Ich habe mich jetzt etwas intensiver mit dem Regelwerk beschäftigt, da ich "Electric Dreams" in Kürze leiten werde.
Daher hier mal das, was mir bislang so zu dem System durch den Kopf gegangen ist:
Ich habe auch schon 5-6 Online-Sessions bei 3 verschiedenen "Game Runnern" gespielt, um mir einen Eindruck von dem Spiel zu verschaffen.
Was meines Erachtens ein sehr wichtiger Teil des Spiels ist, aber vor allem in One-Shots gerne zu kurz kommt, das ist das System der Promotion Points / Humanity Points / Chinyen Points im Zusammenspiel mit den LAPD Ressourcen, sowie der Auszeichnungen und Strafen.
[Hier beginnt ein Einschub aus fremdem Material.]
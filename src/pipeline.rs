//! End-to-end comparison runs
//!
//! stimulus -> models -> transform -> grid -> sink, once per configured
//! transform. Any error aborts the run; nothing is retried.

use std::path::PathBuf;

use log::info;

use crate::config::RunConfig;
use crate::error::Result;
use crate::grid::GridCompositor;
use crate::io::export_results;
use crate::models::ModelRegistry;
use crate::render::{HtmlSink, JsonSink, OutputSink};
use crate::runner::ModelRunner;

/// Summary of a finished run
#[derive(Debug, Clone, Default)]
pub struct RunReport {
    pub models: Vec<String>,
    pub num_samples: usize,
    /// Files written by the sinks, in transform order
    pub artifacts: Vec<PathBuf>,
    pub wav_files: Vec<PathBuf>,
}

/// Executes [`RunConfig`]s against a registry
pub struct Pipeline<'a> {
    registry: &'a ModelRegistry,
}

impl<'a> Pipeline<'a> {
    pub fn new(registry: &'a ModelRegistry) -> Self {
        Self { registry }
    }

    /// Run with the sinks the configuration asks for
    pub fn run(&self, config: &RunConfig) -> Result<RunReport> {
        let html = HtmlSink::new(&config.output_dir)
            .with_style(config.style.clone())
            .with_open(config.open);
        let json = JsonSink::new(&config.output_dir);

        let mut sinks: Vec<&dyn OutputSink> = vec![&html];
        if config.write_json {
            sinks.push(&json);
        }
        self.run_with_sinks(config, &sinks)
    }

    /// Run and hand every grid to each of `sinks`
    pub fn run_with_sinks(&self, config: &RunConfig, sinks: &[&dyn OutputSink]) -> Result<RunReport> {
        config.validate()?;
        let time = config.time_base()?;
        let stimulus = config.stimulus.build(&time)?;
        let control = config.control.build(&time);

        let results = ModelRunner::new(self.registry).run_all(
            stimulus.as_slice(),
            control.as_slice(),
            config.sample_rate,
            config.models.as_slice(),
        )?;

        let compositor = GridCompositor::new(config.num_cols)?;
        let mut report = RunReport {
            models: config.models.clone(),
            num_samples: time.len(),
            ..RunReport::default()
        };

        for &transform in &config.transforms {
            let grid =
                compositor.compose_results(transform, config.sample_rate, &time, &stimulus, &results)?;
            for sink in sinks {
                report.artifacts.push(sink.emit(transform.name(), &grid)?);
            }
            info!("{}: {} panels in rows {:?}", transform, grid.num_panels(), grid.shape());
        }

        if config.export_wav {
            report.wav_files = export_results(&config.output_dir.join("wav"), &stimulus, &results)?;
        }

        Ok(report)
    }
}

#[cfg(test)]
mod tests {
    use super::*;
    use crate::analysis::Transform;
    use crate::error::CompareError;
    use crate::stimulus::StimulusSpec;
    use tempfile::TempDir;

    fn small_config(dir: &TempDir) -> RunConfig {
        RunConfig {
            num_samples: Some(256),
            duration_secs: None,
            models: vec!["passthrough".to_string(), "doubler".to_string()],
            transforms: vec![Transform::TimeResponse, Transform::FreqResponse],
            output_dir: dir.path().to_path_buf(),
            write_json: true,
            export_wav: true,
            ..RunConfig::vca_step()
        }
    }

    #[test]
    fn test_run_writes_all_artifacts() {
        let dir = TempDir::new().unwrap();
        let registry = ModelRegistry::with_defaults();
        let report = Pipeline::new(&registry).run(&small_config(&dir)).unwrap();

        assert_eq!(report.num_samples, 256);
        assert_eq!(
            report.artifacts,
            vec![
                dir.path().join("time_response.html"),
                dir.path().join("time_response.json"),
                dir.path().join("freq_response.html"),
                dir.path().join("freq_response.json"),
            ]
        );
        assert_eq!(report.wav_files.len(), 3);
        assert!(report.artifacts.iter().chain(&report.wav_files).all(|p| p.exists()));
    }

    #[test]
    fn test_unknown_model_writes_nothing() {
        let dir = TempDir::new().unwrap();
        let registry = ModelRegistry::with_defaults();
        let mut config = small_config(&dir);
        config.models.push("vca_OTA_cheby7".to_string());
        config.stimulus = StimulusSpec::Step { gain: 1.0 };

        let err = Pipeline::new(&registry).run(&config).unwrap_err();
        assert!(matches!(err, CompareError::ModelNotFound { .. }));
        assert!(!dir.path().join("time_response.html").exists());
    }
}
Der Kriminalfall soll hier immer nur die Bühne für emotionale Szenen und Gewissensentscheidungen bieten:
* Verhalte ich mich menschlich, empathisch? Dann bekomme ich dadurch Humanity-Points und kann meine Fertigkeiten steigern.
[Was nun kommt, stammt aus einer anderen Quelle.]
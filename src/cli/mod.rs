//! CLI Module
//!
//! Command-line interface for the circuit comparison harness.

pub mod commands;

use clap::{Args, Parser, Subcommand, ValueEnum};
use std::path::PathBuf;

use crate::config::RunConfig;

/// Circuit Compare - side-by-side analysis of nonlinear audio circuit models
#[derive(Parser, Debug)]
#[command(name = "circuit-compare")]
#[command(version, about, long_about = None)]
pub struct Cli {
    /// Enable verbose output
    #[arg(short, long, global = true)]
    pub verbose: bool,

    #[command(subcommand)]
    pub command: Commands,
}

#[derive(Subcommand, Debug)]
pub enum Commands {
    /// Run a comparison described by a JSON config
    #[command(name = "run")]
    Run {
        /// Path to the run configuration
        #[arg(short, long)]
        config: PathBuf,

        #[command(flatten)]
        output: OutputArgs,
    },

    /// Run one of the built-in comparisons
    #[command(name = "preset")]
    Preset {
        /// Preset to run
        #[arg(value_enum)]
        name: PresetName,

        /// Write the preset's config to this path instead of running it
        #[arg(long)]
        save: Option<PathBuf>,

        #[command(flatten)]
        output: OutputArgs,
    },

    /// List registered models
    #[command(name = "models")]
    Models,
}

/// Overrides applied on top of a configuration
#[derive(Args, Debug, Default)]
pub struct OutputArgs {
    /// Directory for the generated pages
    #[arg(short, long)]
    pub output_dir: Option<PathBuf>,

    /// Open each page after writing it
    #[arg(long)]
    pub open: bool,

    /// Also write panel descriptors as JSON
    #[arg(long)]
    pub json: bool,

    /// Export stimulus and model outputs as WAV
    #[arg(long)]
    pub wav: bool,
}

impl OutputArgs {
    pub fn apply(&self, config: &mut RunConfig) {
        if let Some(dir) = &self.output_dir {
            config.output_dir = dir.clone();
        }
        config.open |= self.open;
        config.write_json |= self.json;
        config.export_wav |= self.wav;
    }
}

/// Built-in comparisons
#[derive(ValueEnum, Clone, Copy, Debug, PartialEq, Eq)]
pub enum PresetName {
    /// Spectrogram of both VCAs under a 0-24 kHz chirp
    VcaChirp,
    /// Step response of both VCAs
    VcaStep,
    /// Spectrogram of the Van der Pol family under a frequency sweep
    VdpSweep,
    /// Time response of the Van der Pol family to a slow sine
    VdpSine,
}

impl PresetName {
    pub fn config(self) -> RunConfig {
        match self {
            PresetName::VcaChirp => RunConfig::vca_chirp(),
            PresetName::VcaStep => RunConfig::vca_step(),
            PresetName::VdpSweep => RunConfig::vdp_sweep(),
            PresetName::VdpSine => RunConfig::vdp_sine(),
        }
    }
}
* Verhalte ich mich den Regeln des Systems entsprechend und will ich Karriere machen? Dann bekomme ich Promotion Points. Damit kann ich zum einen "Specialities" (in anderen YZE Spielen "Talente" genannt) steigern, mir aber auch während der Fälle Vorteile erkaufen (Ausrüstung und Anderes). Mit Chinyen-Points kann ich Promotion Points ersetzen (indem ich Hehlerei oder Bestechung betreibe), aber wenn ich dabei erwischt werde, dann kann ich bestraft werden.
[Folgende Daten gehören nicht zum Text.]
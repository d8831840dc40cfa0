//! Model registry
//!
//! Maps model names to simulation capabilities. Lookups fail fast: an
//! unknown name is always a `ModelNotFound` error, never a silent skip.

use std::collections::HashMap;
use std::sync::Arc;

use super::model::{ControlKind, FnModel, ModelFn, ModelInfo, SimulationModel};
use super::reference::{Doubler, Passthrough, VanDerPol, Vca, VcaCore};
use crate::error::{CompareError, Result};

/// Damping values of the default Van der Pol family
pub const VDP_MU_VALUES: &[f64] = &[0.1, 0.5, 3.0, 8.53];

/// Name of the default Van der Pol model with damping `mu`
pub fn vdp_model_name(mu: f64) -> String {
    format!("vdp_mu={mu}")
}

/// Registry of available simulation models
pub struct ModelRegistry {
    models: HashMap<String, Arc<dyn SimulationModel>>,
}

impl ModelRegistry {
    /// Create a new empty registry
    pub fn new() -> Self {
        Self {
            models: HashMap::new(),
        }
    }

    /// Create registry with the stub and reference circuit models
    pub fn with_defaults() -> Self {
        let mut registry = Self::new();

        registry.register(Arc::new(Passthrough::new()));
        registry.register(Arc::new(Doubler::new()));
        registry.register(Arc::new(Vca::new("vca_ota", VcaCore::Ota)));
        registry.register(Arc::new(Vca::new("vca_transistor", VcaCore::Transistor)));
        for &mu in VDP_MU_VALUES {
            registry.register(Arc::new(VanDerPol::new(&vdp_model_name(mu), mu)));
        }

        registry
    }

    /// Register a model, replacing any model with the same ID
    pub fn register(&mut self, model: Arc<dyn SimulationModel>) {
        let id = model.id().to_string();
        if self.models.insert(id.clone(), model).is_some() {
            log::debug!("Replaced registered model '{}'", id);
        }
    }

    /// Register a plain function under `id`
    pub fn register_fn(&mut self, id: &str, description: &str, func: ModelFn) {
        let info = ModelInfo::new(id, description, ControlKind::Gain);
        self.register(Arc::new(FnModel::new(info, func)));
    }

    /// Get a model by ID
    pub fn get(&self, id: &str) -> Result<Arc<dyn SimulationModel>> {
        self.models
            .get(id)
            .cloned()
            .ok_or_else(|| CompareError::ModelNotFound {
                model: id.to_string(),
            })
    }

    /// Resolve every name, in order, failing on the first unknown one
    pub fn resolve<S: AsRef<str>>(&self, names: &[S]) -> Result<Vec<Arc<dyn SimulationModel>>> {
        names.iter().map(|name| self.get(name.as_ref())).collect()
    }

    /// Get model info by ID
    pub fn get_info(&self, id: &str) -> Option<&ModelInfo> {
        self.models.get(id).map(|m| m.info())
    }

    /// List all registered model IDs, sorted
    pub fn list_models(&self) -> Vec<&str> {
        let mut ids: Vec<&str> = self.models.keys().map(|s| s.as_str()).collect();
        ids.sort_unstable();
        ids
    }

    /// List all model info, sorted by ID
    pub fn list_model_info(&self) -> Vec<&ModelInfo> {
        let mut infos: Vec<&ModelInfo> = self.models.values().map(|m| m.info()).collect();
        infos.sort_by(|a, b| a.id.cmp(&b.id));
        infos
    }

    /// Check if a model is registered
    pub fn has_model(&self, id: &str) -> bool {
        self.models.contains_key(id)
    }

    pub fn len(&self) -> usize {
        self.models.len()
    }

    pub fn is_empty(&self) -> bool {
        self.models.is_empty()
    }
}

impl Default for ModelRegistry {
    fn default() -> Self {
        Self::with_defaults()
    }
}

#[cfg(test)]
mod tests {
    use super::*;

    #[test]
    fn test_registry_defaults() {
        let registry = ModelRegistry::with_defaults();

        assert!(registry.has_model("passthrough"));
        assert!(registry.has_model("doubler"));
        assert!(registry.has_model("vca_ota"));
        assert!(registry.has_model("vca_transistor"));
        assert!(registry.has_model("vdp_mu=0.5"));
        assert!(registry.has_model("vdp_mu=8.53"));
    }

    #[test]
    fn test_get_model() {
        let registry = ModelRegistry::with_defaults();

        assert!(registry.get("vca_ota").is_ok());
        assert!(matches!(
            registry.get("vca_OTA_x4_cheby7"),
            Err(CompareError::ModelNotFound { model }) if model == "vca_OTA_x4_cheby7"
        ));
    }

    #[test]
    fn test_resolve_preserves_order() {
        let registry = ModelRegistry::with_defaults();
        let models = registry.resolve(&["doubler", "passthrough"]).unwrap();
        let ids: Vec<&str> = models.iter().map(|m| m.id()).collect();
        assert_eq!(ids, vec!["doubler", "passthrough"]);
    }

    #[test]
    fn test_resolve_fails_on_any_unknown() {
        let registry = ModelRegistry::with_defaults();
        assert!(registry.resolve(&["passthrough", "nope", "doubler"]).is_err());
    }

    #[test]
    fn test_register_fn() {
        fn silence(input: &[f64], _control: &[f64], _fs: f64) -> Vec<f64> {
            vec![0.0; input.len()]
        }

        let mut registry = ModelRegistry::new();
        assert!(registry.is_empty());
        registry.register_fn("silence", "Outputs zeros", silence);
        assert_eq!(registry.list_models(), vec!["silence"]);
        assert_eq!(
            registry.get_info("silence").map(|i| i.description.as_str()),
            Some("Outputs zeros")
        );
    }

    #[test]
    fn test_list_models_sorted() {
        let registry = ModelRegistry::with_defaults();
        let models = registry.list_models();
        let mut sorted = models.clone();
        sorted.sort();
        assert_eq!(models, sorted);
        assert_eq!(models.len(), registry.len());
    }
}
Somit läuft es am Ende darauf hinaus: Schwimme mit dem Strom und du bekommst Vorteile. Widersetze dich dem System - auch wenn es vielleicht richtig ist - und du wirst bestraft. Wieviel ist dir ein gutes Gewissen wert?
In meinen Sessions, die ich bisher als Spieler gespielt habe, wurden diese Aspekte nicht stark thematisiert. Der Hauptgrund: Es waren One-Shots/Few Shots, die Zeit war begrenzt und man wollte sich darauf konzentrieren den Plot zu beenden. Dabei fällt aber meines Erachtens sehr schnell der Teil des Spiels unter den Tisch, der meines Erachtens der wahre Kern des Spiels ist.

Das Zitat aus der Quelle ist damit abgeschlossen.